** Given entries follows **

//! Configuration schema definitions.
//!
//! `Settings` holds the scalar options of the running configuration.
//! `InitializerFile` is the on-disk TOML form of an initializer; every field
//! is optional so a file only states what it changes.

use std::collections::BTreeMap;
use std::fmt;
use std::str::FromStr;

use serde::{Deserialize, Serialize};
use serde_json::Value;

use crate::error::ConfigError;

/// Operator applied to search queries when a field does not choose one.
#[derive(Debug, Clone, Copy, PartialEq, Eq, Hash, Default, Serialize, Deserialize)]
#[serde(rename_all = "snake_case")]
pub enum SearchOperator {
    #[default]
    Default,
    Like,
    NotLike,
    StartsWith,
    EndsWith,
    Is,
    #[serde(rename = "=")]
    Equals,
}

impl SearchOperator {
    pub const ALL: [SearchOperator; 7] = [
        SearchOperator::Default,
        SearchOperator::Like,
        SearchOperator::NotLike,
        SearchOperator::StartsWith,
        SearchOperator::EndsWith,
        SearchOperator::Is,
        SearchOperator::Equals,
    ];

    pub fn as_str(&self) -> &'static str {
        match self {
            SearchOperator::Default => "default",
            SearchOperator::Like => "like",
            SearchOperator::NotLike => "not_like",
            SearchOperator::StartsWith => "starts_with",
            SearchOperator::EndsWith => "ends_with",
            SearchOperator::Is => "is",
            SearchOperator::Equals => "=",
        }
    }
}

impl fmt::Display for SearchOperator {
    fn fmt(&self, f: &mut fmt::Formatter<'_>) -> fmt::Result {
        f.write_str(self.as_str())
    }
}

impl FromStr for SearchOperator {
    type Err = ConfigError;

    fn from_str(s: &str) -> Result<Self, Self::Err> {
        SearchOperator::ALL
            .into_iter()
            .find(|op| op.as_str() == s)
            .ok_or_else(|| ConfigError::InvalidOption {
                option: "default_search_operator",
                value: s.to_string(),
                reason: format!("search operator '{s}' not supported"),
            })
    }
}

/// View context a hidden-field list applies to.
#[derive(Debug, Clone, Copy, PartialEq, Eq, Hash, PartialOrd, Ord, Serialize, Deserialize)]
#[serde(rename_all = "snake_case")]
pub enum HiddenFieldContext {
    Base,
    Edit,
    Show,
}

/// A static link shown in navigation.
#[derive(Debug, Clone, PartialEq, Eq, Serialize, Deserialize)]
pub struct NavigationLink {
    pub label: String,
    pub url: String,
}

/// Scalar settings of the admin configuration.
#[derive(Debug, Clone, PartialEq, Serialize)]
pub struct Settings {
    /// Attribute names tried, in order, for a record's display label.
    pub label_methods: Vec<String>,

    pub default_items_per_page: usize,

    /// Maximum records offered in association selects.
    pub default_associated_collection_limit: usize,

    pub default_search_operator: SearchOperator,

    /// Fields hidden by default, per view context.
    pub default_hidden_fields: BTreeMap<HiddenFieldContext, Vec<String>>,

    pub excluded_models: Vec<String>,

    /// Allowlist; when non-empty it replaces discovery.
    pub included_models: Vec<String>,

    pub navigation_static_links: Vec<NavigationLink>,

    pub navigation_static_label: Option<String>,

    pub compact_show_view: bool,

    pub browser_validations: bool,

    pub yell_for_non_accessible_fields: bool,

    pub total_columns_width: u32,
}

impl Default for Settings {
    fn default() -> Self {
        let timestamps: Vec<String> = [
            "id",
            "_id",
            "created_at",
            "created_on",
            "deleted_at",
            "updated_at",
            "updated_on",
            "deleted_on",
        ]
        .iter()
        .map(ToString::to_string)
        .collect();

        let mut default_hidden_fields = BTreeMap::new();
        default_hidden_fields.insert(HiddenFieldContext::Base, vec!["_type".to_string()]);
        default_hidden_fields.insert(HiddenFieldContext::Edit, timestamps.clone());
        default_hidden_fields.insert(HiddenFieldContext::Show, timestamps);

        Self {
            label_methods: vec!["name".to_string(), "title".to_string()],
            default_items_per_page: 20,
            default_associated_collection_limit: 100,
            default_search_operator: SearchOperator::Default,
            default_hidden_fields,
            excluded_models: Vec::new(),
            included_models: Vec::new(),
            navigation_static_links: Vec::new(),
            navigation_static_label: None,
            compact_show_view: true,
            browser_validations: true,
            yell_for_non_accessible_fields: true,
            total_columns_width: 697,
        }
    }
}

/// Adapter-backed hook declaration: `{ adapter = "name", args = [...] }`.
#[derive(Debug, Clone, PartialEq, Deserialize, Serialize)]
pub struct AdapterSpec {
    pub adapter: String,

    #[serde(default)]
    pub args: Vec<Value>,
}

#[derive(Debug, Clone, Default, PartialEq, Deserialize, Serialize)]
#[serde(default, deny_unknown_fields)]
pub struct HooksSection {
    pub authorize_with: Option<AdapterSpec>,
    pub audit_with: Option<AdapterSpec>,
}

/// Per-model customization in an initializer file.
#[derive(Debug, Clone, Default, PartialEq, Deserialize, Serialize)]
#[serde(default, deny_unknown_fields)]
pub struct ModelSection {
    pub weight: Option<i32>,
    pub label: Option<String>,
    pub label_plural: Option<String>,
    pub navigation_label: Option<String>,
    pub navigation_icon: Option<String>,
    pub object_label_method: Option<String>,
    pub visible: Option<bool>,
    pub parent: Option<String>,
}

/// Root of an initializer file.
#[derive(Debug, Clone, Default, PartialEq, Deserialize, Serialize)]
#[serde(default, deny_unknown_fields)]
pub struct InitializerFile {
    pub label_methods: Option<Vec<String>>,
    pub default_items_per_page: Option<usize>,
    pub default_associated_collection_limit: Option<usize>,

    /// Kept as text so validation can report bad values with the rest.
    pub default_search_operator: Option<String>,

    pub default_hidden_fields: Option<BTreeMap<HiddenFieldContext, Vec<String>>>,
    pub excluded_models: Option<Vec<String>>,
    pub included_models: Option<Vec<String>>,
    pub navigation_static_links: Option<Vec<NavigationLink>>,
    pub navigation_static_label: Option<String>,
    pub compact_show_view: Option<bool>,
    pub browser_validations: Option<bool>,
    pub yell_for_non_accessible_fields: Option<bool>,
    pub total_columns_width: Option<u32>,

    pub hooks: HooksSection,

    /// `[configure.<adapter>]` option tables.
    pub configure: BTreeMap<String, serde_json::Map<String, Value>>,

    /// `[models."<Name>"]` tables.
    pub models: BTreeMap<String, ModelSection>,
}
//! Pluggable request hooks.
//!
//! # Slots
//! - `authenticate`: closure only
//! - `authorize`, `audit`: closure, or named adapter + constructor args
//! - `current_user`: closure resolving the acting principal
//!
//! An empty slot reads as a fixed no-op. Adapter-backed slots store a closure
//! that builds the adapter inside the request context and leaves it there.

pub mod adapters;
pub mod context;

use std::fmt;
use std::sync::{Arc, LazyLock};

use serde_json::Value;

use crate::hooks::adapters::{AuditingFactory, AuthorizationFactory};
use crate::hooks::context::RequestContext;

pub use adapters::{
    AdapterKind, AdapterRegistries, AdapterRegistry, AuditEvent, AuditingAdapter,
    AuthorizationAdapter, ConfigurationAdapter, OptionsAdapter,
};
pub use context::Bindings;

pub type Hook = Arc<dyn Fn(&mut RequestContext) + Send + Sync>;
pub type CurrentUserHook = Arc<dyn Fn(&RequestContext) -> Option<Value> + Send + Sync>;

static NOOP_HOOK: LazyLock<Hook> = LazyLock::new(|| -> Hook { Arc::new(|_ctx: &mut RequestContext| {}) });
static NOOP_CURRENT_USER: LazyLock<CurrentUserHook> =
    LazyLock::new(|| -> CurrentUserHook { Arc::new(|_ctx: &RequestContext| None) });

/// Where a slot's behavior came from.
#[derive(Debug, Clone, PartialEq, Eq, Default)]
pub enum HookOrigin {
    #[default]
    Unset,
    Closure,
    Adapter(String),
}

/// Holds at most one behavior.
#[derive(Clone)]
pub struct HookSlot<H> {
    hook: Option<H>,
    origin: HookOrigin,
}

impl<H> Default for HookSlot<H> {
    fn default() -> Self {
        Self {
            hook: None,
            origin: HookOrigin::Unset,
        }
    }
}

impl<H: Clone> HookSlot<H> {
    pub fn set(&mut self, hook: H) {
        self.hook = Some(hook);
        self.origin = HookOrigin::Closure;
    }

    pub fn set_adapter(&mut self, adapter: impl Into<String>, hook: H) {
        self.hook = Some(hook);
        self.origin = HookOrigin::Adapter(adapter.into());
    }

    /// The stored behavior, or `fallback` when empty.
    pub fn get_or(&self, fallback: &H) -> H {
        self.hook.clone().unwrap_or_else(|| fallback.clone())
    }

    pub fn origin(&self) -> &HookOrigin {
        &self.origin
    }
}

impl<H> fmt::Debug for HookSlot<H> {
    fn fmt(&self, f: &mut fmt::Formatter<'_>) -> fmt::Result {
        f.debug_struct("HookSlot").field("origin", &self.origin).finish()
    }
}

/// The four hook slots.
#[derive(Debug, Clone, Default)]
pub struct Hooks {
    pub authenticate: HookSlot<Hook>,
    pub authorize: HookSlot<Hook>,
    pub audit: HookSlot<Hook>,
    pub current_user: HookSlot<CurrentUserHook>,
}

impl Hooks {
    pub fn authenticate(&self) -> Hook {
        self.authenticate.get_or(&NOOP_HOOK)
    }

    pub fn authorize(&self) -> Hook {
        self.authorize.get_or(&NOOP_HOOK)
    }

    pub fn audit(&self) -> Hook {
        self.audit.get_or(&NOOP_HOOK)
    }

    pub fn current_user(&self) -> CurrentUserHook {
        self.current_user.get_or(&NOOP_CURRENT_USER)
    }

    /// Run the hooks the way request middleware does: authenticate, resolve
    /// the current user, authorize, audit.
    pub fn run(&self, ctx: &mut RequestContext) {
        (self.authenticate())(&mut *ctx);
        let user = (self.current_user())(&*ctx);
        ctx.set_current_user(user);
        (self.authorize())(&mut *ctx);
        (self.audit())(&mut *ctx);
    }
}

/// The shared no-op hook.
pub fn noop_hook() -> Hook {
    NOOP_HOOK.clone()
}

/// Null positions are dropped from adapter constructor args.
fn compact_args(args: Vec<Value>) -> Vec<Value> {
    args.into_iter().filter(|arg| !arg.is_null()).collect()
}

pub(crate) fn authorization_hook(factory: AuthorizationFactory, args: Vec<Value>) -> Hook {
    let args = compact_args(args);
    Arc::new(move |ctx: &mut RequestContext| {
        let adapter = factory(&*ctx, args.as_slice());
        ctx.set_authorization_adapter(adapter);
    })
}

pub(crate) fn auditing_hook(factory: AuditingFactory, args: Vec<Value>) -> Hook {
    let args = compact_args(args);
    Arc::new(move |ctx: &mut RequestContext| {
        let adapter = factory(&*ctx, args.as_slice());
        ctx.set_auditing_adapter(adapter);
    })
}
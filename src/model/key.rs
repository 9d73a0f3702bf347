//! Canonical model keys.
//!
//! # Responsibilities
//! - Normalize every supported reference to a model into one `ModelKey`
//! - Keep `resolve` total: unmapped values fall back to their type name
//!
//! # Resolution order
//! ```text
//! Descriptor(AbstractModel) → wrapped model name
//! Type(TypeHandle)          → handle name
//! Name(str)                 → used as-is
//! Instance / Value          → runtime type name
//! ```

use std::borrow::{Borrow, Cow};
use std::fmt;
use std::sync::Arc;

use crate::model::abstract_model::AbstractModel;

/// Namespace separator used inside model keys.
pub const NAMESPACE_SEPARATOR: &str = "::";

/// Canonical identifier of a model in the registry.
///
/// Case-preserving; namespaces are joined with `::`. A leading `::`
/// (absolute path form) is stripped so `::Team` and `Team` are one key.
#[derive(Debug, Clone, PartialEq, Eq, Hash, PartialOrd, Ord)]
pub struct ModelKey(Arc<str>);

impl ModelKey {
    pub fn new(name: impl AsRef<str>) -> Self {
        let name = name.as_ref().trim();
        let name = name.strip_prefix(NAMESPACE_SEPARATOR).unwrap_or(name);
        Self(Arc::from(name))
    }

    pub fn as_str(&self) -> &str {
        &self.0
    }

    /// Namespace segments, outermost first.
    pub fn segments(&self) -> impl Iterator<Item = &str> {
        self.0.split(NAMESPACE_SEPARATOR)
    }

    /// The last namespace segment (`Blog::Post` → `Post`).
    pub fn demodulized(&self) -> &str {
        self.0
            .rsplit(NAMESPACE_SEPARATOR)
            .next()
            .unwrap_or(&self.0)
    }
}

impl fmt::Display for ModelKey {
    fn fmt(&self, f: &mut fmt::Formatter<'_>) -> fmt::Result {
        f.pad(&self.0)
    }
}

impl Borrow<str> for ModelKey {
    fn borrow(&self) -> &str {
        &self.0
    }
}

impl From<&str> for ModelKey {
    fn from(name: &str) -> Self {
        Self::new(name)
    }
}

impl From<String> for ModelKey {
    fn from(name: String) -> Self {
        Self::new(name)
    }
}

/// A host application type that can be administered.
pub trait Model: 'static {
    /// Fully qualified model name, e.g. `Blog::Post`.
    const NAME: &'static str;
}

/// Anything that can report the name of the model it is an instance of.
pub trait Entity {
    fn model_name(&self) -> &str;
}

impl<T: Model> Entity for T {
    fn model_name(&self) -> &str {
        T::NAME
    }
}

/// Handle to a host model type.
#[derive(Debug, Clone, Copy, PartialEq, Eq, Hash)]
pub struct TypeHandle {
    name: &'static str,
}

impl TypeHandle {
    pub fn of<T: Model>() -> Self {
        Self { name: T::NAME }
    }

    pub fn name(&self) -> &'static str {
        self.name
    }
}

/// Every form in which a caller may refer to a model.
#[derive(Clone, Copy)]
pub enum ModelRef<'a> {
    /// A wrapped model descriptor.
    Descriptor(&'a AbstractModel),
    /// A model type handle.
    Type(TypeHandle),
    /// A model name (string or key).
    Name(&'a str),
    /// An instance of a host model.
    Instance(&'a dyn Entity),
    /// Any other value, identified by its Rust type name.
    Value(&'static str),
}

impl<'a> ModelRef<'a> {
    pub fn of_type<T: Model>() -> ModelRef<'static> {
        ModelRef::Type(TypeHandle::of::<T>())
    }

    pub fn instance(entity: &'a dyn Entity) -> Self {
        ModelRef::Instance(entity)
    }

    /// Refer to an arbitrary value by its runtime type name.
    pub fn of_value<T: ?Sized>(value: &T) -> ModelRef<'static> {
        ModelRef::Value(std::any::type_name_of_val(value))
    }

    /// The descriptor carried by this reference, if any.
    pub fn descriptor(&self) -> Option<&'a AbstractModel> {
        match self {
            ModelRef::Descriptor(model) => Some(*model),
            _ => None,
        }
    }
}

impl fmt::Debug for ModelRef<'_> {
    fn fmt(&self, f: &mut fmt::Formatter<'_>) -> fmt::Result {
        match self {
            ModelRef::Descriptor(model) => f.debug_tuple("Descriptor").field(model.key()).finish(),
            ModelRef::Type(handle) => f.debug_tuple("Type").field(&handle.name()).finish(),
            ModelRef::Name(name) => f.debug_tuple("Name").field(name).finish(),
            ModelRef::Instance(entity) => f.debug_tuple("Instance").field(&entity.model_name()).finish(),
            ModelRef::Value(type_name) => f.debug_tuple("Value").field(type_name).finish(),
        }
    }
}

impl<'a> From<&'a str> for ModelRef<'a> {
    fn from(name: &'a str) -> Self {
        ModelRef::Name(name)
    }
}

impl<'a> From<&'a String> for ModelRef<'a> {
    fn from(name: &'a String) -> Self {
        ModelRef::Name(name.as_str())
    }
}

impl<'a> From<&'a ModelKey> for ModelRef<'a> {
    fn from(key: &'a ModelKey) -> Self {
        ModelRef::Name(key.as_str())
    }
}

impl<'a> From<&'a AbstractModel> for ModelRef<'a> {
    fn from(model: &'a AbstractModel) -> Self {
        ModelRef::Descriptor(model)
    }
}

impl<'a> From<&'a Arc<AbstractModel>> for ModelRef<'a> {
    fn from(model: &'a Arc<AbstractModel>) -> Self {
        ModelRef::Descriptor(model.as_ref())
    }
}

impl From<TypeHandle> for ModelRef<'_> {
    fn from(handle: TypeHandle) -> Self {
        ModelRef::Type(handle)
    }
}

/// Resolve any model reference to its canonical key. Never fails.
pub fn resolve(entity: &ModelRef<'_>) -> ModelKey {
    let name: Cow<'_, str> = match entity {
        ModelRef::Descriptor(model) => Cow::Borrowed(model.key().as_str()),
        ModelRef::Type(handle) => Cow::Borrowed(handle.name()),
        ModelRef::Name(name) => Cow::Borrowed(name),
        ModelRef::Instance(entity) => Cow::Owned(entity.model_name().to_string()),
        // Not a model at all: degrade to the value's own type name.
        ModelRef::Value(type_name) => Cow::Borrowed(type_name),
    };
    ModelKey::new(name)
}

** End of Given entries **

(Aim of the task):
Scan the entries above for the word "FromStr". Report the lines that hold it.

(Exercise solution):
use std::str::FromStr;
impl FromStr for SearchOperator {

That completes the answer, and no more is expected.